This exercise calls for copying every line below that holds the word "drifted".
**** Exercise data ****
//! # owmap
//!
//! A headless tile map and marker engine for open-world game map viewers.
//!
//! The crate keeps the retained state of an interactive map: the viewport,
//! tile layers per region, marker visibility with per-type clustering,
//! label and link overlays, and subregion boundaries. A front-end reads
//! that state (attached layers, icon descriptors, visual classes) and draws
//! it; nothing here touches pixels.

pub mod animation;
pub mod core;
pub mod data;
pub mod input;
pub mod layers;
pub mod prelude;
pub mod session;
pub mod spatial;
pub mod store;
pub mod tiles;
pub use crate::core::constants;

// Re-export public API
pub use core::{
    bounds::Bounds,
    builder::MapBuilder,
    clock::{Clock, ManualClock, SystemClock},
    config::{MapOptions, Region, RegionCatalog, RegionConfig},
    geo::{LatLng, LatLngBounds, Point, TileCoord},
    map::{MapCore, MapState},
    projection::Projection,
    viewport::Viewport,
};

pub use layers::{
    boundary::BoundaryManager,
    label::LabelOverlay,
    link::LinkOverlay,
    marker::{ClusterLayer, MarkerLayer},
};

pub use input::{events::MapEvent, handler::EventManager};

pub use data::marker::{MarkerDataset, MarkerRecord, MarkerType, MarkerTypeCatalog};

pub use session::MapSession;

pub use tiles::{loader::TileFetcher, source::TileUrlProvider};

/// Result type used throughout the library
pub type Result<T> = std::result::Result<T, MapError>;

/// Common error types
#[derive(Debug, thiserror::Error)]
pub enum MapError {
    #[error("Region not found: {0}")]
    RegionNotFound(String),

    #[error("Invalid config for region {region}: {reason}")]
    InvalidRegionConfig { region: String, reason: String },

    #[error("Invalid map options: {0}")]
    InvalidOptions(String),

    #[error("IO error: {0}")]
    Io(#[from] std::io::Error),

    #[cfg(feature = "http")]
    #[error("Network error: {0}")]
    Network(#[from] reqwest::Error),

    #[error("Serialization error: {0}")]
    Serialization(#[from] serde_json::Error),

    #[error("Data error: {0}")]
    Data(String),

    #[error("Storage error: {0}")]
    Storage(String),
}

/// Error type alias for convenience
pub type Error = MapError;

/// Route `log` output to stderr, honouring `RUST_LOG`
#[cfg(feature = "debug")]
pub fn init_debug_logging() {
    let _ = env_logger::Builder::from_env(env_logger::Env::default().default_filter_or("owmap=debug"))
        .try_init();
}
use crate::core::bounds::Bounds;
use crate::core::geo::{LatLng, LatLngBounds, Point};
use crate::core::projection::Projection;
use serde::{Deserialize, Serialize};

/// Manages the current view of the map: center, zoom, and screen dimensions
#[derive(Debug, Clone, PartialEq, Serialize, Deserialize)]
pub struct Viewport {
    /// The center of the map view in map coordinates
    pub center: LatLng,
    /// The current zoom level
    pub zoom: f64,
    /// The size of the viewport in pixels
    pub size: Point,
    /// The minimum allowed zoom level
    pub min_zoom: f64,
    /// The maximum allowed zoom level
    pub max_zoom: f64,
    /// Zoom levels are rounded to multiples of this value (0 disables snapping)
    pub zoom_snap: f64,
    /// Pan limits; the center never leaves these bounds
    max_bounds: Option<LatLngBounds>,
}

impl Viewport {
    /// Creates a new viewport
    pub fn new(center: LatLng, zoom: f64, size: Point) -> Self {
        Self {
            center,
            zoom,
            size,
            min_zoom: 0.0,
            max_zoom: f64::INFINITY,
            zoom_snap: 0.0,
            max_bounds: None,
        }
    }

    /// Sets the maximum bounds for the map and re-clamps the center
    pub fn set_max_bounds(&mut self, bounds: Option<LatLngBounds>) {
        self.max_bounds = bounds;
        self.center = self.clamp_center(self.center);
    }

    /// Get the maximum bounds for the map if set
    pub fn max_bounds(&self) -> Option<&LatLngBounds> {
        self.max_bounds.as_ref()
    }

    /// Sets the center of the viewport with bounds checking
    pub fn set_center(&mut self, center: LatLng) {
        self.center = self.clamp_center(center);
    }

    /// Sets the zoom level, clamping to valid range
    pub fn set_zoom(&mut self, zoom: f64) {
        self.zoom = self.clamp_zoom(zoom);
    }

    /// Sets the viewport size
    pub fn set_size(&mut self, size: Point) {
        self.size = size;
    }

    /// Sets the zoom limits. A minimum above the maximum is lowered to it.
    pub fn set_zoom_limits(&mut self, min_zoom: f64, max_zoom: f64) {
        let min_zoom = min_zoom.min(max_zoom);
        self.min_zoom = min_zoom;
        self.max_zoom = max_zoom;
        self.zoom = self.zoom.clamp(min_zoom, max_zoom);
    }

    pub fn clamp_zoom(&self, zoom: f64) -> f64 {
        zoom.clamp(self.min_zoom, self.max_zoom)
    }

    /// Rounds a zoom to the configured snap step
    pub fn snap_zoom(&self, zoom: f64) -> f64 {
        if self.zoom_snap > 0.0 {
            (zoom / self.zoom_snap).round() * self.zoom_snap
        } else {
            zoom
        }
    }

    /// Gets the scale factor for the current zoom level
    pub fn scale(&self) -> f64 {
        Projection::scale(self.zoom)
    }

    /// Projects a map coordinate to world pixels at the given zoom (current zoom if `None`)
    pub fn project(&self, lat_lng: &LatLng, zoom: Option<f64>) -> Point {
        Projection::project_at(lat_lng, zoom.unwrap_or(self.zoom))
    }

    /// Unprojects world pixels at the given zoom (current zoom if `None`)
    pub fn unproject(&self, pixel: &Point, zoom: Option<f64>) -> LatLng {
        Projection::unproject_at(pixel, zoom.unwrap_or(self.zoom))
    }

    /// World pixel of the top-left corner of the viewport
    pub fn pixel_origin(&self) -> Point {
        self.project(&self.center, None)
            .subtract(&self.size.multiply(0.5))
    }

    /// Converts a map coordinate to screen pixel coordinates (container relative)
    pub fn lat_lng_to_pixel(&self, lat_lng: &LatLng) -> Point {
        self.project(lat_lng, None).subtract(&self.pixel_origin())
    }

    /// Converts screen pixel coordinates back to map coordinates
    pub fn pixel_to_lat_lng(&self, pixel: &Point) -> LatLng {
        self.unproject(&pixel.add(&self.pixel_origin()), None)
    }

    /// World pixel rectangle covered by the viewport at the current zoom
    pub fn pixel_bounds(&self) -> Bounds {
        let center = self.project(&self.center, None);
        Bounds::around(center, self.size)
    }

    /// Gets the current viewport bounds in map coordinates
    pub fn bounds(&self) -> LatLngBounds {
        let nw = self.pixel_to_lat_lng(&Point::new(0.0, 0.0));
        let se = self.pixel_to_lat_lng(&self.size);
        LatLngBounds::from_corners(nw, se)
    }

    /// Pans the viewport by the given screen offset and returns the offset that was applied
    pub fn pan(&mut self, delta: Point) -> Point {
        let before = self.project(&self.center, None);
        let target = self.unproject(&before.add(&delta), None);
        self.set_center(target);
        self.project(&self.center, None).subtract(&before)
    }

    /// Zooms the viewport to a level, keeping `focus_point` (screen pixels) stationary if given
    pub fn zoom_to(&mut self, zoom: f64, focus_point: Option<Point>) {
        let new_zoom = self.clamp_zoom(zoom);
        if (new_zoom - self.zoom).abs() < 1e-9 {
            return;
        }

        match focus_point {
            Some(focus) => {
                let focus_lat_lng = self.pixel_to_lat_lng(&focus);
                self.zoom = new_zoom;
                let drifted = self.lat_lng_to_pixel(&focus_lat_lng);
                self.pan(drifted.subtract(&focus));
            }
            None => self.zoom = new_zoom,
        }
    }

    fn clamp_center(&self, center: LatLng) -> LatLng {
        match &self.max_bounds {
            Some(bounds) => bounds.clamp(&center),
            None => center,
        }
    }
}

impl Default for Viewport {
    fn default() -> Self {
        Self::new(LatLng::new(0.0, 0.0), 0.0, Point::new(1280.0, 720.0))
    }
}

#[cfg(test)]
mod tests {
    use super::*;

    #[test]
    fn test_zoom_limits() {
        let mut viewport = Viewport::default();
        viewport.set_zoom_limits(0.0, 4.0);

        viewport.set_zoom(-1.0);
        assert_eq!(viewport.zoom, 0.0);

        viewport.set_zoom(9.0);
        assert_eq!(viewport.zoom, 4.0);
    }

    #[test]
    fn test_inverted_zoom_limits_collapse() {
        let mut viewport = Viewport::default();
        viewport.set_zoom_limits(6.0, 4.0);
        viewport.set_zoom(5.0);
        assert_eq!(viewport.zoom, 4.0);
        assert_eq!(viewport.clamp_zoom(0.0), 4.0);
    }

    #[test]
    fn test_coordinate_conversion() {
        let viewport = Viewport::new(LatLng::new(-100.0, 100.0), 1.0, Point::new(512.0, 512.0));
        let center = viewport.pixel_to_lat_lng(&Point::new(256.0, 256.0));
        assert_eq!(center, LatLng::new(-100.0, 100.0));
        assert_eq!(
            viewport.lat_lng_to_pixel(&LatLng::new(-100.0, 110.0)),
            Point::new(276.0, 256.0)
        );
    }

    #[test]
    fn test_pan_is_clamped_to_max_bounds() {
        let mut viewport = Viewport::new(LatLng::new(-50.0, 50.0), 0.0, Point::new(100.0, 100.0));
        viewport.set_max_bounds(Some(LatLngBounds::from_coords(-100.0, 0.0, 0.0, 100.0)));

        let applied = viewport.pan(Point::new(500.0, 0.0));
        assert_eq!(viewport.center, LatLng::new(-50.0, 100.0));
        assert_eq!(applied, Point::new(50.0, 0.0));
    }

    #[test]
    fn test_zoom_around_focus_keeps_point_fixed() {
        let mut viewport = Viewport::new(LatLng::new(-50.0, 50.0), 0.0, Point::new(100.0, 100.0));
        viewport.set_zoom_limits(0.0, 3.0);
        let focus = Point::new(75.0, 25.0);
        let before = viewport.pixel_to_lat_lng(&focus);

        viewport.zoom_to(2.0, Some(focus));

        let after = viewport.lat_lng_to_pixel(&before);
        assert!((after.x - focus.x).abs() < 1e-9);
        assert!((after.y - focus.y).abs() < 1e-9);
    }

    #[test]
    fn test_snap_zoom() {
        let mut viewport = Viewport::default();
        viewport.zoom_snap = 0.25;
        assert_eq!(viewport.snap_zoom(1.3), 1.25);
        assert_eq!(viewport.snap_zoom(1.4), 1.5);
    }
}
****
Solution to this problem -
                let drifted = self.lat_lng_to_pixel(&focus_lat_lng);
                self.pan(drifted.subtract(&focus));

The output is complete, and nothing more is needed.